Not all diacritics occur adjacent to the letter they modify. In the Wali language of Ghana, for example, an apostrophe indicates a change of vowel quality, but occurs at the beginning of the word, as in the dialects ’Bulengee and ’Dolimi. Because of vowel harmony, all vowels in a word are affected, so the scope of the diacritic is the entire word. In abugida scripts, like those used to write Hindi and Thai, diacritics indicate vowels, and may occur above, below, before, after, or around the consonant letter they modify.

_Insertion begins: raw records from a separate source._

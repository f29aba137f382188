//! Interned identifiers for namespace names.
//!
//! Namespace keys are compared and hashed constantly while the codebase tree
//! is built, so names are interned once and handled as a `Copy` symbol.

use std::{
    fmt,
    sync::{Mutex, MutexGuard, OnceLock, PoisonError},
};

use string_interner::{DefaultStringInterner, DefaultSymbol};

static INTERNER: OnceLock<Mutex<DefaultStringInterner>> = OnceLock::new();

fn interner() -> MutexGuard<'static, DefaultStringInterner> {
    INTERNER
        .get_or_init(|| Mutex::new(DefaultStringInterner::new()))
        .lock()
        .unwrap_or_else(PoisonError::into_inner)
}

/// An interned identifier.
///
/// # Examples
///
/// ```
/// use strife_core::identifier::Id;
///
/// let a = Id::new("Gameplay");
/// let b = Id::new("Gameplay");
/// assert_eq!(a, b);
/// assert_eq!(a, "Gameplay");
/// ```
#[derive(Debug, Clone, Copy, PartialEq, Eq, Hash)]
pub struct Id(DefaultSymbol);

impl Id {
    /// Interns `name` and returns its identifier.
    pub fn new(name: &str) -> Self {
        Self(interner().get_or_intern(name))
    }

    /// Returns an owned copy of the interned text.
    pub fn to_text(&self) -> String {
        interner()
            .resolve(self.0)
            .map(str::to_owned)
            .unwrap_or_default()
    }
}

impl fmt::Display for Id {
    fn fmt(&self, f: &mut fmt::Formatter<'_>) -> fmt::Result {
        f.write_str(&self.to_text())
    }
}

impl From<&str> for Id {
    fn from(name: &str) -> Self {
        Self::new(name)
    }
}

impl PartialEq<str> for Id {
    fn eq(&self, other: &str) -> bool {
        interner().resolve(self.0) == Some(other)
    }
}

impl PartialEq<&str> for Id {
    fn eq(&self, other: &&str) -> bool {
        self == *other
    }
}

The dot on the letter i of the Latin alphabet originated as a diacritic to clearly distinguish i from the vertical strokes of the adjacent letters. It first appeared in the sequence ii (as in ingeníí) in Latin manuscripts of the 11th century, then spread to i adjacent to m, n, u, and later spread to all lower-case i. The j, which separated from the i later, inherited the "dot". The shape of the diacritic developed from initially resembling today's acute accent to a long flourish by the 15th century. With the advent of Roman type it was reduced to the round dot we have today.